Est-ce à dire que l’économie politique soit arrivée au bout des découvertes qu’elle a mission d’effectuer et doive désormais demeurer stationnaire ? Assurément non. Comme toutes les sciences humaines, l’économie politique a devant elle une tâche dont, à aucune époque, elle n’atteindra le dernier terme, et, quand elle en aura achevé la portion qui aujourd’hui occupe ses labeurs, il s’en présentera pour elle d’autres non moins utiles, non moins nécessaires à accomplir.

A la considérer dans sa condition présente, il lui reste évidemment à statuer sur bien des questions qui attendent un plus ample informé, et, à notre avis, à aborder plus résolument des champs sur lesquels elle a droit de parcours, et où elle rencontrerait des lumières qui, sagement recueillies, ajouteraient considérablement à l’évidence ainsi qu’à l’autorité des principes dont elle réclame l’application dans les affaires humaines.

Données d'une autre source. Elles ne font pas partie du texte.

//! Typed result materialization.
//!
//! Rows are materialized up front by the driver glue; the [`Reader`] is a
//! forward-only cursor over them that owns the physical command (and its
//! pooled connection) until closed.

use std::sync::Arc;

use crate::command::PhysicalSlot;
use crate::pool::ConnectionPool;
use crate::types::{SqlKind, SqlValue, coerce};

/// Metadata for one result column.
#[derive(Debug, Clone, PartialEq, Eq)]
pub struct ColumnInfo {
    pub name: String,
    /// Declared backend type name, when the driver reports one.
    pub type_name: Option<String>,
}

/// One fully materialized result set.
#[derive(Debug, Clone, Default)]
pub struct MaterializedResult {
    pub columns: Vec<ColumnInfo>,
    pub rows: Vec<Vec<SqlValue>>,
}

/// Forward-only cursor over one or more result sets.
///
/// Lookup by invalid name or out-of-range ordinal yields `None`/`Null`
/// sentinels rather than panicking.
#[derive(Debug)]
pub struct Reader {
    sets: Vec<MaterializedResult>,
    set_index: usize,
    row: Option<usize>,
    pool: Option<Arc<ConnectionPool>>,
    slot: Option<PhysicalSlot>,
}

impl Reader {
    pub(crate) fn new(
        sets: Vec<MaterializedResult>,
        pool: Option<Arc<ConnectionPool>>,
        slot: Option<PhysicalSlot>,
    ) -> Self {
        Self {
            sets,
            set_index: 0,
            row: None,
            pool,
            slot,
        }
    }

    /// Build a reader over rows that are already in memory, with no attached
    /// physical command.
    #[must_use]
    pub fn from_result(result: MaterializedResult) -> Self {
        Self::new(vec![result], None, None)
    }

    fn current_set(&self) -> Option<&MaterializedResult> {
        self.sets.get(self.set_index)
    }

    #[must_use]
    pub fn field_count(&self) -> usize {
        self.current_set().map_or(0, |s| s.columns.len())
    }

    /// Ordinal of a column by name; blank or unknown names yield `None`.
    #[must_use]
    pub fn ordinal(&self, name: &str) -> Option<usize> {
        if name.is_empty() {
            return None;
        }
        self.current_set()?
            .columns
            .iter()
            .position(|c| c.name.eq_ignore_ascii_case(name))
    }

    /// Column name at an ordinal; out of range yields `None`.
    #[must_use]
    pub fn field_name(&self, ordinal: usize) -> Option<&str> {
        self.current_set()?
            .columns
            .get(ordinal)
            .map(|c| c.name.as_str())
    }

    /// Declared backend type name at an ordinal.
    #[must_use]
    pub fn field_type_name(&self, ordinal: usize) -> Option<&str> {
        self.current_set()?
            .columns
            .get(ordinal)?
            .type_name
            .as_deref()
    }

    /// Advance to the next row. Returns `false` past the end.
    pub fn read(&mut self) -> bool {
        let len = self.current_set().map_or(0, |s| s.rows.len());
        let next = self.row.map_or(0, |r| r + 1);
        if next < len {
            self.row = Some(next);
            true
        } else {
            self.row = Some(len);
            false
        }
    }

    /// Advance to the next result set. Returns `false` when none remains.
    pub fn next_result(&mut self) -> bool {
        if self.set_index + 1 < self.sets.len() {
            self.set_index += 1;
            self.row = None;
            true
        } else {
            false
        }
    }

    fn current_row(&self) -> Option<&Vec<SqlValue>> {
        let set = self.current_set()?;
        set.rows.get(self.row?)
    }

    /// Raw value at an ordinal on the current row, with the backend special
    /// cases applied: null markers map to `Null`, `char(1)` columns
    /// materialize as a character, timestamp/rowversion byte columns are
    /// byte-reversed, and declared-JSON text is decoded.
    #[must_use]
    pub fn get_value(&self, ordinal: usize) -> SqlValue {
        let Some(value) = self.current_row().and_then(|row| row.get(ordinal)) else {
            return SqlValue::Null;
        };
        let decl = self
            .field_type_name(ordinal)
            .map(|t| t.to_ascii_lowercase().replace(' ', ""));
        apply_special_cases(value, decl.as_deref())
    }

    /// Value by column name; unknown names yield `Null`.
    #[must_use]
    pub fn get_by_name(&self, name: &str) -> SqlValue {
        self.ordinal(name)
            .map_or(SqlValue::Null, |i| self.get_value(i))
    }

    /// Value at an ordinal coerced to a target kind via the generic
    /// type-conversion path.
    #[must_use]
    pub fn get_value_as(&self, ordinal: usize, kind: SqlKind) -> SqlValue {
        coerce::to_kind(&self.get_value(ordinal), kind)
    }

    /// Release the physical command and its connection. Idempotent.
    pub fn close(&mut self) {
        if let (Some(slot), Some(pool)) = (self.slot.take(), self.pool.take()) {
            if let Some(conn) = slot.take_connection() {
                pool.release(conn);
            }
        }
    }
}

impl Drop for Reader {
    fn drop(&mut self) {
        self.close();
    }
}

fn apply_special_cases(value: &SqlValue, decl: Option<&str>) -> SqlValue {
    match (value, decl) {
        (SqlValue::Null, _) => SqlValue::Null,
        (SqlValue::Text(s), Some(d)) if is_single_char_type(d) => s
            .chars()
            .next()
            .map_or(SqlValue::Null, SqlValue::Char),
        (SqlValue::Text(s), Some(d)) if d.contains("json") => serde_json::from_str(s)
            .map_or_else(|_| SqlValue::Text(s.clone()), SqlValue::Json),
        (SqlValue::Blob(b), Some(d)) if d.contains("timestamp") || d.contains("rowversion") => {
            let mut reversed = b.clone();
            reversed.reverse();
            SqlValue::Blob(reversed)
        }
        (other, _) => other.clone(),
    }
}

fn is_single_char_type(decl: &str) -> bool {
    matches!(decl, "char(1)" | "nchar(1)" | "character(1)")
}

#[cfg(test)]
mod tests {
    use super::*;

    fn sample() -> MaterializedResult {
        MaterializedResult {
            columns: vec![
                ColumnInfo {
                    name: "flag".into(),
                    type_name: Some("char(1)".into()),
                },
                ColumnInfo {
                    name: "doc".into(),
                    type_name: Some("json".into()),
                },
                ColumnInfo {
                    name: "version".into(),
                    type_name: Some("timestamp".into()),
                },
                ColumnInfo {
                    name: "plain".into(),
                    type_name: Some("text".into()),
                },
            ],
            rows: vec![vec![
                SqlValue::Text("Y".into()),
                SqlValue::Text(r#"{"a":1}"#.into()),
                SqlValue::Blob(vec![1, 2, 3]),
                SqlValue::Null,
            ]],
        }
    }

    #[test]
    fn special_case_coercions() {
        let mut r = Reader::from_result(sample());
        assert!(r.read());
        assert_eq!(r.get_value(0), SqlValue::Char('Y'));
        assert_eq!(r.get_value(1), SqlValue::Json(serde_json::json!({"a":1})));
        assert_eq!(r.get_value(2), SqlValue::Blob(vec![3, 2, 1]));
        assert_eq!(r.get_value(3), SqlValue::Null);
    }

    #[test]
    fn invalid_lookups_yield_sentinels() {
        let mut r = Reader::from_result(sample());
        assert!(r.read());
        assert_eq!(r.ordinal(""), None);
        assert_eq!(r.ordinal("nope"), None);
        assert_eq!(r.field_name(99), None);
        assert_eq!(r.get_value(99), SqlValue::Null);
        assert_eq!(r.get_by_name("nope"), SqlValue::Null);
    }

    #[test]
    fn cursor_is_forward_only() {
        let mut r = Reader::from_result(sample());
        assert_eq!(r.get_value(0), SqlValue::Null); // before first read
        assert!(r.read());
        assert!(!r.read());
        assert!(!r.read());
        assert!(!r.next_result());
    }

    #[test]
    fn json_decode_failure_falls_back_to_text() {
        let result = MaterializedResult {
            columns: vec![ColumnInfo {
                name: "doc".into(),
                type_name: Some("json".into()),
            }],
            rows: vec![vec![SqlValue::Text("not json".into())]],
        };
        let mut r = Reader::from_result(result);
        r.read();
        assert_eq!(r.get_value(0), SqlValue::Text("not json".into()));
    }
}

Les économistes, sans nul doute, ont agi prudemment en commençant par confiner et concentrer leurs recherches sur le terrain même où apparaît la richesse matérielle. C’était le meilleur moyen de procéder sûrement, d’éviter les confusions et, en dégageant de tout alliage les faits qu’il fallait constater, d’arriver plus promptement à en bien reconnaître le caractère et la nature. Mais il n’est pas de science sociale qui soit libre de s’isoler complètement. L’économie politique est appelée à étudier des phénomènes qui tous sont le produit de l’activité humaine, et de là, pour elle, l’impossibilité de s’abstenir de l’examen d’une partie des causes qui, en opérant sur l’activité humaine, en déterminent le cours et en rendent les applications plus énergiques et plus fécondes en avantages.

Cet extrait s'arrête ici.